I wouldn't use lock washers.They can sometimes break,or squeeze out,and then the bolt comes loose.Use a grade 8 all metal lock nut.If you really wan't to use a lock washer,get the convex type they use for trailer hitch fasteners.


NEVER use an impact gun for tightening them.The average 1/2" drive impact gun will put out way more torque than that bolt needs,and may damage it.

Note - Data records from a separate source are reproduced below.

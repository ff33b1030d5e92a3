//! Batch record encoding and decoding
//!
//! ## Record Format
//!
//! ```text
//! [length: u32][kind: u8][payload: bytes][crc32: u32]
//! ```
//!
//! - **length**: Total size of kind + payload + crc (NOT including length itself)
//! - **kind**: Record kind tag (1 = ingestion batch)
//! - **payload**: JSON-serialized [`BatchRecord`]
//! - **crc32**: CRC32 checksum over \[kind\]\[payload\]
//!
//! The payload is JSON so that arbitrary structured values (`args`,
//! `result`, ...) round-trip unchanged.

use crc32fast::Hasher;
use serde::{Deserialize, Serialize};
use tracedb_core::{Error, Result, TraceEvent};

/// Record kind tag for an ingestion batch
pub const KIND_BATCH: u8 = 1;

/// Length prefix (4) + kind (1) + crc (4)
const MIN_FRAME: usize = 4 + 1 + 4;

/// One committed ingestion batch
///
/// Holds only the events the batch actually created; ids that already
/// existed were no-ops and are not logged again.
#[derive(Debug, Clone, PartialEq, Serialize, Deserialize)]
pub struct BatchRecord {
    /// Commit sequence number, strictly increasing within a log
    pub seq: u64,
    /// Events created by this batch, in batch order
    pub events: Vec<TraceEvent>,
}

#[derive(Serialize)]
struct BatchRecordRef<'a> {
    seq: u64,
    events: &'a [TraceEvent],
}

/// Outcome of decoding at a given offset
#[derive(Debug)]
pub enum Decoded {
    /// A complete, checksum-valid record and the number of bytes it used
    Record(BatchRecord, usize),
    /// The buffer ends in the middle of a record (torn write)
    Incomplete {
        /// Bytes available from the offset
        have: usize,
        /// Bytes the record needs
        needed: usize,
    },
}

/// Encode a batch to bytes
///
/// Format: `[length: u32][kind: u8][payload: bytes][crc32: u32]`
pub fn encode_record(seq: u64, events: &[TraceEvent]) -> Result<Vec<u8>> {
    let payload = serde_json::to_vec(&BatchRecordRef { seq, events })?;

    // kind(1) + payload + crc(4)
    let total_len = 1 + payload.len() + 4;
    let total_len_u32 = u32::try_from(total_len).map_err(|_| {
        Error::Serialization(format!("batch record of {} bytes is too large", total_len))
    })?;

    let mut buf = Vec::with_capacity(4 + total_len);
    buf.extend_from_slice(&total_len_u32.to_le_bytes());
    buf.push(KIND_BATCH);
    buf.extend_from_slice(&payload);

    let mut hasher = Hasher::new();
    hasher.update(&[KIND_BATCH]);
    hasher.update(&payload);
    buf.extend_from_slice(&hasher.finalize().to_le_bytes());

    Ok(buf)
}

/// Decode one record from the start of `buf`
///
/// `offset` is the file offset of `buf[0]` and only used in error messages.
///
/// # Errors
///
/// - `Error::Corruption` when the declared length is impossible or the CRC
///   does not match: the frame itself is damaged
/// - `Error::Serialization` when the frame is intact but its kind tag is
///   unknown or its payload does not deserialize
///
/// A buffer that simply ends early is `Decoded::Incomplete`, not an error.
pub fn decode_record(buf: &[u8], offset: u64) -> Result<Decoded> {
    if buf.len() < 4 {
        return Ok(Decoded::Incomplete {
            have: buf.len(),
            needed: 4,
        });
    }
    let mut len_bytes = [0u8; 4];
    len_bytes.copy_from_slice(&buf[..4]);
    let total_len = u32::from_le_bytes(len_bytes) as usize;

    if 4 + total_len < MIN_FRAME {
        return Err(Error::Corruption(format!(
            "offset {}: invalid record length {} (minimum is 5 bytes: kind(1) + crc(4))",
            offset, total_len
        )));
    }
    if buf.len() < 4 + total_len {
        return Ok(Decoded::Incomplete {
            have: buf.len(),
            needed: 4 + total_len,
        });
    }

    let kind = buf[4];
    let payload = &buf[5..4 + total_len - 4];
    let mut crc_bytes = [0u8; 4];
    crc_bytes.copy_from_slice(&buf[4 + total_len - 4..4 + total_len]);
    let expected_crc = u32::from_le_bytes(crc_bytes);

    let mut hasher = Hasher::new();
    hasher.update(&[kind]);
    hasher.update(payload);
    let actual_crc = hasher.finalize();
    if actual_crc != expected_crc {
        return Err(Error::Corruption(format!(
            "offset {}: CRC mismatch: expected {:08x}, got {:08x}",
            offset, expected_crc, actual_crc
        )));
    }

    if kind != KIND_BATCH {
        return Err(Error::Serialization(format!(
            "offset {}: unknown record kind {}",
            offset, kind
        )));
    }

    let record: BatchRecord = serde_json::from_slice(payload).map_err(|e| {
        Error::Serialization(format!("offset {}: deserialization failed: {}", offset, e))
    })?;

    Ok(Decoded::Record(record, 4 + total_len))
}
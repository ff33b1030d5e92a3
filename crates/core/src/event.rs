//! Trace event data model
//!
//! A [`TraceEvent`] is one observed occurrence within a traced request:
//! either a function/span invocation (`TRACE`) or a point-in-time log
//! message (`LOG`). Events reference their parent by id and are grouped by
//! request id.
//!
//! ## Unset vs. zero
//!
//! Every optional field is an `Option`. `None` means the producer did not
//! send the field (or sent `null`); `Some(0)`, `Some(0.0)` and `Some("")`
//! are stored values and survive ingestion unchanged.
//!
//! ## Wire format
//!
//! Serde attributes match the ingestion wire keys (`request_id`,
//! `parent_id`, `type`, `status_code`, ...). Deserialization ignores unknown
//! keys and rejects known keys carrying the wrong JSON type. Serialization
//! omits unset fields.

use serde::de::Error as _;
use serde::{Deserialize, Deserializer, Serialize};
use serde_json::{Map, Value};
use std::fmt;

/// Kind of trace event
///
/// Serialized as the producer's string (`"TRACE"`, `"LOG"`); any other
/// string is preserved verbatim in [`EventType::Other`].
#[derive(Debug, Clone, PartialEq, Eq, Hash, Serialize, Deserialize)]
#[serde(from = "String", into = "String")]
pub enum EventType {
    /// A function or span invocation
    Trace,
    /// A point-in-time log message
    Log,
    /// Producer-defined type
    Other(String),
}

impl EventType {
    /// Wire name of this type
    pub fn as_str(&self) -> &str {
        match self {
            EventType::Trace => "TRACE",
            EventType::Log => "LOG",
            EventType::Other(name) => name,
        }
    }
}

impl From<String> for EventType {
    fn from(s: String) -> Self {
        match s.as_str() {
            "TRACE" => EventType::Trace,
            "LOG" => EventType::Log,
            _ => EventType::Other(s),
        }
    }
}

impl From<&str> for EventType {
    fn from(s: &str) -> Self {
        EventType::from(s.to_string())
    }
}

impl From<EventType> for String {
    fn from(t: EventType) -> Self {
        match t {
            EventType::Trace => "TRACE".to_string(),
            EventType::Log => "LOG".to_string(),
            EventType::Other(name) => name,
        }
    }
}

impl fmt::Display for EventType {
    fn fmt(&self, f: &mut fmt::Formatter<'_>) -> fmt::Result {
        f.write_str(self.as_str())
    }
}

/// One recorded occurrence within a traced request
#[derive(Debug, Clone, PartialEq, Serialize, Deserialize)]
pub struct TraceEvent {
    /// Globally unique id, supplied by the producer
    pub id: String,
    /// Groups all events of one traced request
    pub request_id: String,
    /// Parent event id; `None` marks a root event
    #[serde(default, skip_serializing_if = "Option::is_none")]
    pub parent_id: Option<String>,
    /// TRACE, LOG or a producer-defined kind
    #[serde(rename = "type")]
    pub event_type: EventType,

    /// Display name of the traced call site
    #[serde(default, skip_serializing_if = "Option::is_none")]
    pub name: Option<String>,
    /// Module of the traced call site
    #[serde(default, skip_serializing_if = "Option::is_none")]
    pub module: Option<String>,
    /// Qualified function name of the traced call site
    #[serde(default, skip_serializing_if = "Option::is_none")]
    pub function: Option<String>,

    /// Span start, seconds since epoch (fractional)
    #[serde(default, skip_serializing_if = "Option::is_none")]
    pub start: Option<f64>,
    /// Span end, seconds since epoch (fractional)
    #[serde(default, skip_serializing_if = "Option::is_none")]
    pub end: Option<f64>,
    /// Span duration in seconds; stored as sent, never re-derived from start/end
    #[serde(default, skip_serializing_if = "Option::is_none")]
    pub duration: Option<f64>,

    /// Outcome code, usually on the request's root span
    #[serde(
        default,
        deserialize_with = "deserialize_status_code",
        skip_serializing_if = "Option::is_none"
    )]
    pub status_code: Option<i64>,
    /// Severity of a LOG event, stored verbatim
    #[serde(default, skip_serializing_if = "Option::is_none")]
    pub level: Option<String>,
    /// Text of a LOG event
    #[serde(default, skip_serializing_if = "Option::is_none")]
    pub message: Option<String>,

    /// Positional call inputs
    #[serde(default, skip_serializing_if = "Option::is_none")]
    pub args: Option<Vec<Value>>,
    /// Keyword call inputs
    #[serde(default, skip_serializing_if = "Option::is_none")]
    pub kwargs: Option<Map<String, Value>>,
    /// Call result
    #[serde(default, skip_serializing_if = "Option::is_none")]
    pub result: Option<Value>,
    /// Error raised by the call
    #[serde(default, skip_serializing_if = "Option::is_none")]
    pub error: Option<Value>,
    /// Exception class name
    #[serde(default, skip_serializing_if = "Option::is_none")]
    pub exception_type: Option<String>,
    /// Exception details
    #[serde(default, skip_serializing_if = "Option::is_none")]
    pub exception: Option<Value>,

    /// Occurrence time used for list ordering
    #[serde(default, skip_serializing_if = "Option::is_none")]
    pub timestamp: Option<f64>,
}

/// Accept integral JSON numbers, including floats such as `200.0`
fn deserialize_status_code<'de, D>(deserializer: D) -> Result<Option<i64>, D::Error>
where
    D: Deserializer<'de>,
{
    let number: Option<serde_json::Number> = Option::deserialize(deserializer)?;
    let Some(number) = number else {
        return Ok(None);
    };
    if let Some(code) = number.as_i64() {
        return Ok(Some(code));
    }
    match number.as_f64() {
        Some(f) if f.fract() == 0.0 && f >= i64::MIN as f64 && f < i64::MAX as f64 => {
            Ok(Some(f as i64))
        }
        _ => Err(D::Error::custom(format!(
            "status_code must be an integer, got {}",
            number
        ))),
    }
}

impl TraceEvent {
    /// Create an event with only the required fields set
    pub fn new(
        id: impl Into<String>,
        request_id: impl Into<String>,
        event_type: impl Into<EventType>,
    ) -> Self {
        Self {
            id: id.into(),
            request_id: request_id.into(),
            parent_id: None,
            event_type: event_type.into(),
            name: None,
            module: None,
            function: None,
            start: None,
            end: None,
            duration: None,
            status_code: None,
            level: None,
            message: None,
            args: None,
            kwargs: None,
            result: None,
            error: None,
            exception_type: None,
            exception: None,
            timestamp: None,
        }
    }

    /// Shorthand for a TRACE event
    pub fn span(id: impl Into<String>, request_id: impl Into<String>) -> Self {
        Self::new(id, request_id, EventType::Trace)
    }

    /// Shorthand for a LOG event
    pub fn log(id: impl Into<String>, request_id: impl Into<String>) -> Self {
        Self::new(id, request_id, EventType::Log)
    }

    /// Set the parent id
    pub fn with_parent(mut self, parent_id: impl Into<String>) -> Self {
        self.parent_id = Some(parent_id.into());
        self
    }

    /// Set the display name
    pub fn with_name(mut self, name: impl Into<String>) -> Self {
        self.name = Some(name.into());
        self
    }

    /// Set span start
    pub fn with_start(mut self, start: f64) -> Self {
        self.start = Some(start);
        self
    }

    /// Set the ordering timestamp
    pub fn with_timestamp(mut self, timestamp: f64) -> Self {
        self.timestamp = Some(timestamp);
        self
    }

    /// Set the outcome code
    pub fn with_status_code(mut self, code: i64) -> Self {
        self.status_code = Some(code);
        self
    }

    /// Set level and message of a LOG event
    pub fn with_message(mut self, level: impl Into<String>, message: impl Into<String>) -> Self {
        self.level = Some(level.into());
        self.message = Some(message.into());
        self
    }

    /// True if this event has no parent
    pub fn is_root(&self) -> bool {
        self.parent_id.is_none()
    }
}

7/16 should be the size (you will have to drill them out most likely),use fine thread (20 TPI) and you should torque them to 80 Ft\Lbs MAX.You can see even a weak impact gun which puts out 250 Ft\Lbs would be way to tight.An overtightened bolt is just as dangerous as a loose one.


----------



## 1977/85scottspecial (Jul 19, 2003)

*would these work?*

Will these work?

Part Number 92620A699 $8.70 per Pack of 25

Material: Alloy Steel

Material Type:
Grade 8 Zinc and Yellow Chromate-Plated Alloy Steel

Head Style: Standard Hex

System of Measurement: Inch

Thread Size: 7/16"-20

Length: 1-1/2"

Thread Style: Standard Right Handed

Thread Length: Fully Threaded

Specifications Met: SAE J429


----------



## wyldman (Jan 18, 2001)

Those bolts should work fine.You want locknuts that look like this.


----------



## reallyrusty (Mar 18, 2001)

Thanks everyone!!
Grade 8 bolts and nuts it shall be!!!


----------



## whwright (Jul 16, 2003)

Hey Wyldman. Educate me a little more.

I see bolts that look like those on my cars (and now a truck too!) all the time. It never even occurred to me that they are locknuts. I usually put the nuts right back where I took them off. Just recently I noticed them holding on the power brake booster.

1. How do they work?

2. Will they work more than once?

3. What did you mean by "cheap plastic inserts" on an earlier post? (I'm visualizing the axle nuts I've seen on my kid's bikes -- am I close?)

Thanks.

Wayne.


----------



## wyldman (Jan 18, 2001)

1 - they have little punch marks which crimp the threads down to make the nut difficult to turn.

2 - they can be reused,and will last a long time.When they wear out they are easier to turn.

3 - the cheap platic insert types are used on bikes and other light duty stuff.You see them a lot on lawnmower wheels too.They do loosen up over time,and are pretty much single use only.


----------